The Identity and Access Management role
roles/orgpolicy.policyAdmin
並熟悉相關 Policy,一來是要進行溝通、解釋這樣作的良善之意,若日後有影響到服務面使用狀況,就得跟使用者或開發團隊說明!部份是資安框架的訂定,部份也要雙邊合意這份組織共同的政策。
🚀 Example — Disable Automatic IAM Grants for Default Service Accounts 或 Service Account Key Creation 等
先切換至 Organization 層級,找到 Organization Policy 並選擇此 Policies 後,進行啟用
或是自行輸入 JSON 表示法
套用 Disable service account key creation
政策,並觀察一下 Service Account Policies
🚀 Example — 拒絕沒有啟用 OS Login 的 VM 實例
{
"spec": {
"rules": [
{
"action": "deny",
"description": "Deny VM instances without OS Login",
"expression": "resource.type == 'compute.googleapis.com/Instance' && !('enable-oslogin' in resource.labels)",
"title": "DenyVMWithoutOSLogin"
}
]
}
}
這個 JSON 表示法中的規則會拒絕沒有啟用 OS Login 的 VM 實例。

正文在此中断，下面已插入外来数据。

//! Dictionary matching and rotation helpers.

use crate::Dictionary;

/// A dictionary match for an observed marker code.
#[derive(Clone, Copy, Debug, PartialEq, Eq)]
pub struct CodeMatch {
    /// Marker id in the dictionary.
    pub id: u32,
    /// Rotation `0..=3` such that `observed == rotate(dict_code, rotation)`.
    pub rotation: u8,
    /// Hamming distance after rotation.
    pub hamming: u8,
}

/// Matcher for one dictionary under a fixed Hamming tolerance.
///
/// Brute force over all ids and the four rotations; the builtin
/// dictionaries are small enough (<= 50 ids) that a lookup table would buy
/// nothing.
#[derive(Clone, Debug)]
pub struct CodeMatcher {
    dict: Dictionary,
    max_hamming: u8,
    rotated: Vec<[u64; 4]>,
}

impl CodeMatcher {
    /// Build a matcher; the tolerance is capped at the dictionary's
    /// correction capability.
    pub fn new(dict: Dictionary, max_hamming: u8) -> Self {
        let bits = dict.bit_count();
        assert!(
            bits <= 64,
            "marker_size {} implies {} bits > 64 (unsupported)",
            dict.marker_size,
            bits
        );

        let max_hamming = max_hamming.min(dict.max_correction_bits);
        let mut rotated = Vec::with_capacity(dict.codes.len());
        for &base in dict.codes {
            rotated.push([
                base,
                rotate_code(base, dict.marker_size, 1),
                rotate_code(base, dict.marker_size, 2),
                rotate_code(base, dict.marker_size, 3),
            ]);
        }

        Self {
            dict,
            max_hamming,
            rotated,
        }
    }

    #[inline]
    pub fn dictionary(&self) -> Dictionary {
        self.dict
    }

    #[inline]
    pub fn max_hamming(&self) -> u8 {
        self.max_hamming
    }

    /// Find the best match within the Hamming tolerance.
    pub fn match_code(&self, observed: u64) -> Option<CodeMatch> {
        let mut best: Option<CodeMatch> = None;

        for (id, rots) in self.rotated.iter().enumerate() {
            for (rot, &cand) in rots.iter().enumerate() {
                let h = (observed ^ cand).count_ones() as u8;
                if h > self.max_hamming {
                    continue;
                }
                let m = CodeMatch {
                    id: id as u32,
                    rotation: rot as u8,
                    hamming: h,
                };
                match best {
                    None => best = Some(m),
                    Some(prev) if m.hamming < prev.hamming => {
                        best = Some(m);
                    }
                    _ => {}
                }
                if h == 0 {
                    return best;
                }
            }
        }

        best
    }
}

/// Rotate a code stored in row-major bits (`idx = y * n + x`) by `rot`
/// quarter turns.
pub fn rotate_code(code: u64, n: usize, rot: u8) -> u64 {
    let rot = rot & 3;
    if rot == 0 {
        return code;
    }

    #[inline]
    fn get(code: u64, idx: usize) -> u64 {
        (code >> idx) & 1
    }

    let mut out = 0u64;
    for y in 0..n {
        for x in 0..n {
            let (sx, sy) = match rot {
                1 => (y, n - 1 - x),
                2 => (n - 1 - x, n - 1 - y),
                _ => (n - 1 - y, x),
            };
            out |= get(code, sy * n + sx) << (y * n + x);
        }
    }
    out
}
//! Thresholding utilities shared by the decoder, the quad extractor, and
//! the preprocessing variants.

use touch_calib_core::GrayView;

/// Summed-area table with a zero row/column prefix: dimensions
/// `(width + 1) x (height + 1)`, entry `(x, y)` holding the sum over the
/// rectangle `[0, x) x [0, y)`.
pub(crate) fn integral_image(src: &GrayView<'_>) -> Vec<u64> {
    let w = src.width;
    let h = src.height;
    let stride = w + 1;
    let mut integral = vec![0u64; stride * (h + 1)];
    for y in 0..h {
        let mut row_sum = 0u64;
        for x in 0..w {
            row_sum += src.data[y * w + x] as u64;
            integral[(y + 1) * stride + (x + 1)] = integral[y * stride + (x + 1)] + row_sum;
        }
    }
    integral
}

/// Mean intensity over the window centered at `(x, y)` with the given
/// radius, clipped to the image bounds.
pub(crate) fn window_mean(integral: &[u64], width: usize, height: usize, x: usize, y: usize, radius: usize) -> u32 {
    let stride = width + 1;
    let x0 = x.saturating_sub(radius);
    let y0 = y.saturating_sub(radius);
    let x1 = (x + radius + 1).min(width);
    let y1 = (y + radius + 1).min(height);
    let area = ((x1 - x0) * (y1 - y0)) as u64;
    let sum = integral[y1 * stride + x1] + integral[y0 * stride + x0]
        - integral[y0 * stride + x1]
        - integral[y1 * stride + x0];
    (sum / area.max(1)) as u32
}

/// Compute an Otsu threshold from a set of sample intensities.
pub(crate) fn otsu_threshold(samples: &[u8]) -> u8 {
    if samples.is_empty() {
        return 127;
    }

    let mut min_v = 255u8;
    let mut max_v = 0u8;
    for &v in samples {
        min_v = min_v.min(v);
        max_v = max_v.max(v);
    }
    if min_v == max_v {
        return min_v;
    }

    let mut hist = [0u32; 256];
    for &v in samples {
        hist[v as usize] += 1;
    }
    let nonzero_bins = hist.iter().filter(|&&h| h > 0).count();
    if nonzero_bins <= 2 {
        return ((min_v as u16 + max_v as u16) / 2) as u8;
    }

    let total: f64 = samples.len() as f64;
    let mut sum_total = 0f64;
    for (i, &h) in hist.iter().enumerate() {
        sum_total += (i as f64) * (h as f64);
    }

    let mut sum_b = 0f64;
    let mut w_b = 0f64;
    let mut best_var = -1f64;
    let mut best_t = 127u8;

    for (t, &h) in hist.iter().enumerate() {
        w_b += h as f64;
        if w_b < 1.0 {
            continue;
        }
        let w_f = total - w_b;
        if w_f < 1.0 {
            break;
        }

        sum_b += (t as f64) * (h as f64);
        let m_b = sum_b / w_b;
        let m_f = (sum_total - sum_b) / w_f;

        let var_between = w_b * w_f * (m_b - m_f) * (m_b - m_f);
        if var_between > best_var {
            best_var = var_between;
            best_t = t as u8;
        }
    }

    best_t
}

#[cfg(test)]
mod tests {
    use super::*;

    #[test]
    fn bimodal_samples_split_between_modes() {
        let mut samples = vec![20u8; 100];
        samples.extend(std::iter::repeat(220u8).take(100));
        let t = otsu_threshold(&samples);
        assert!(t > 20 && t < 220, "threshold {t} outside the valley");
    }

    #[test]
    fn flat_samples_return_their_value() {
        assert_eq!(otsu_threshold(&[80u8; 32]), 80);
        assert_eq!(otsu_threshold(&[]), 127);
    }
}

以下是參數的說明:
action
: 設定為 "deny",表示如果規則條件符合,將拒絕該資源的存取。description
: 提供對這個規則的簡短描述,有助其他人理解此規則expression
: 包含了一個布林表達式,指定了要拒絕的資源。這裡我們檢查資源類型是否是compute.googleapis.com/Instance
並且是否沒有enable-oslogin
標籤。title
: 提供了規則的名稱,使其易於識別。
並請替換 compute.googleapis.com/Instance
為實際的資源類型(如果您希望檢查其他資源),以及根據實際情況適應標籤名稱和值。
🚀 Example — Cloud Cloud Storage 資料保護的建議做法
要進行 Google Cloud Storage(GCS)政策設定前,要先了解 GCS 提供了兩種存取控制的差異,分別為
- ACL 存取控制清單(Access Control List)
- 統一 Bucket 層級存取權限控制(Uniform bucket-level access)

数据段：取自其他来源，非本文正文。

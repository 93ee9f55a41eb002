//! Pod data models
//!
//! Field names follow the provider's camelCase GraphQL shape, which is also
//! the shape persisted in the local cache.

use serde::{Deserialize, Serialize};

use crate::config::ssh;
use crate::error::{PodError, Result};

/// A rented pod
#[derive(Serialize, Deserialize, Debug, Clone, PartialEq)]
#[serde(rename_all = "camelCase")]
pub struct Pod {
    pub id: String,
    pub name: String,
    #[serde(default, skip_serializing_if = "Option::is_none")]
    pub desired_status: Option<String>,
    #[serde(default, skip_serializing_if = "Option::is_none")]
    pub gpu_count: Option<u32>,
    /// Present only while the pod is powered on
    #[serde(default)]
    pub runtime: Option<Runtime>,
}

/// Live network exposure of a running pod
#[derive(Serialize, Deserialize, Debug, Clone, PartialEq, Default)]
#[serde(rename_all = "camelCase")]
pub struct Runtime {
    #[serde(default, skip_serializing_if = "Option::is_none")]
    pub uptime_in_seconds: Option<u64>,
    #[serde(default)]
    pub ports: Option<Vec<Port>>,
}

/// One internal port exposed on a public address
#[derive(Serialize, Deserialize, Debug, Clone, PartialEq)]
#[serde(rename_all = "camelCase")]
pub struct Port {
    pub ip: String,
    #[serde(default)]
    pub is_ip_public: bool,
    pub private_port: u16,
    pub public_port: u16,
    #[serde(rename = "type", default, skip_serializing_if = "Option::is_none")]
    pub port_type: Option<String>,
}

/// Where to reach sshd on a running pod
#[derive(Debug, Clone, PartialEq, Eq)]
pub struct SshEndpoint {
    pub user: String,
    pub ip: String,
    pub port: u16,
}

impl SshEndpoint {
    /// `user@ip` destination for ssh/scp
    pub fn destination(&self) -> String {
        format!("{}@{}", self.user, self.ip)
    }
}

impl Runtime {
    /// Port mappings, empty while the provider has not assigned any
    pub fn ports(&self) -> &[Port] {
        self.ports.as_deref().unwrap_or_default()
    }

    /// Mapping for the internal SSH port, preferring a public address
    pub fn ssh_port(&self) -> Option<&Port> {
        let mut candidates = self
            .ports()
            .iter()
            .filter(|p| p.private_port == ssh::INTERNAL_PORT);
        let first = candidates.next()?;
        if first.is_ip_public {
            return Some(first);
        }
        candidates.find(|p| p.is_ip_public).or(Some(first))
    }
}

impl Pod {
    /// True while the provider reports a runtime
    pub fn is_on(&self) -> bool {
        self.runtime.is_some()
    }

    /// SSH endpoint, if the runtime exposes the internal SSH port
    pub fn ssh_endpoint(&self) -> Option<SshEndpoint> {
        let port = self.runtime.as_ref()?.ssh_port()?;
        Some(SshEndpoint {
            user: ssh::USER.to_string(),
            ip: port.ip.clone(),
            port: port.public_port,
        })
    }

    /// SSH endpoint or `NoRuntime`
    pub fn require_ssh_endpoint(&self) -> Result<SshEndpoint> {
        self.ssh_endpoint().ok_or(PodError::NoRuntime)
    }

    /// Whether the provider is already bringing this pod up
    pub fn is_desired_running(&self) -> bool {
        self.desired_status
            .as_deref()
            .is_some_and(|s| s.eq_ignore_ascii_case(crate::config::api::STATUS_RUNNING))
    }

    /// Status label for display
    pub fn status_label(&self) -> &str {
        if self.ssh_endpoint().is_some() {
            "running"
        } else if self.is_on() {
            "booting"
        } else {
            self.desired_status.as_deref().unwrap_or("stopped")
        }
    }

    /// Check if the pod matches by id or name
    pub fn matches(&self, input: &str) -> bool {
        self.id == input || self.name == input
    }
}

/// GraphQL response envelope
#[derive(Deserialize, Debug)]
pub struct GraphqlResponse<T> {
    pub data: Option<T>,
    #[serde(default)]
    pub errors: Option<Vec<GraphqlError>>,
}

/// Single GraphQL error entry
#[derive(Deserialize, Debug)]
pub struct GraphqlError {
    pub message: String,
}

impl<T> GraphqlResponse<T> {
    /// Turn GraphQL-level errors into `PodError::Api`
    pub fn into_data(self, error_context: &str) -> Result<T> {
        if let Some(errors) = self.errors.filter(|e| !e.is_empty()) {
            let messages: Vec<&str> = errors.iter().map(|e| e.message.as_str()).collect();
            return Err(PodError::Api {
                status: 200,
                message: format!("{}: {}", error_context, messages.join("; ")),
            });
        }
        self.data.ok_or_else(|| PodError::Api {
            status: 200,
            message: format!("{}: response had no data", error_context),
        })
    }
}

/// `myself { pods }` payload
#[derive(Deserialize, Debug)]
pub struct MyselfData {
    pub myself: Myself,
}

#[derive(Deserialize, Debug)]
pub struct Myself {
    #[serde(default)]
    pub pods: Vec<Pod>,
}

/// `pod(input)` payload
#[derive(Deserialize, Debug)]
pub struct PodData {
    pub pod: Option<Pod>,
}

/// Result of `podResume` / `podStop`
#[derive(Deserialize, Debug)]
#[serde(rename_all = "camelCase")]
pub struct PodMutationResult {
    pub id: String,
    #[serde(default)]
    pub desired_status: Option<String>,
}

#[derive(Deserialize, Debug)]
#[serde(rename_all = "camelCase")]
pub struct PodResumeData {
    pub pod_resume: Option<PodMutationResult>,
}

#[derive(Deserialize, Debug)]
#[serde(rename_all = "camelCase")]
pub struct PodStopData {
    pub pod_stop: Option<PodMutationResult>,
}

由於 ACL 屬於物件層級(object-level),可對單個物件授予使用者存取權限,進行較精細的權限控制,而 Uniform bucket-level acces 僅允許授予對單一 Bucket 權限。例如,假設 GCS 上 Bucket 有 a.png
和 dog.png
。借助 ACL,我們可以在將 a.png
其設為私有的同時讓 b.png
公開存取。相較之下,Uniform bucket-level access 僅允許您將 Bucket 下的所有物件設為 Public 或是 Private 兩者擇一。
📌註:ACL 和 Uniform bucket-level acces 不能同時使用
Uniform bucket-level access 可由 IAM 控制,但 ACL 無法
IAM(身分和存取管理)用於管理誰可以使用這些服務,以及他們可以使用這些服務的權限。GCP 為了允許在物件層級進行精細的權限設置,引入了 ACL,這也代表著角色和服務帳戶等 IAM 功能可用於 Uniform bucket-level acces,但不能用於 ACL。在 Bucket 層級執行 IAM 策略可以幫助防止意外公開,如果客戶將單個物件公開,在沒有此功能的情況下,可能會發生這類的資料外洩風險。
什麼時候應該使用 ACL,什麼時候應該使用統一的桶級存取?
一般來說,Google 建議使用 Uniform bucket-level acces,因為這大大簡化了管理物件層級的細粒度權限。此外, Uniform bucket-level acces 存取是 IAM 的一部分,而 ACL 不是,因此創建桶時預設啟用 Uniform bucket-level acces 而不是 ACL。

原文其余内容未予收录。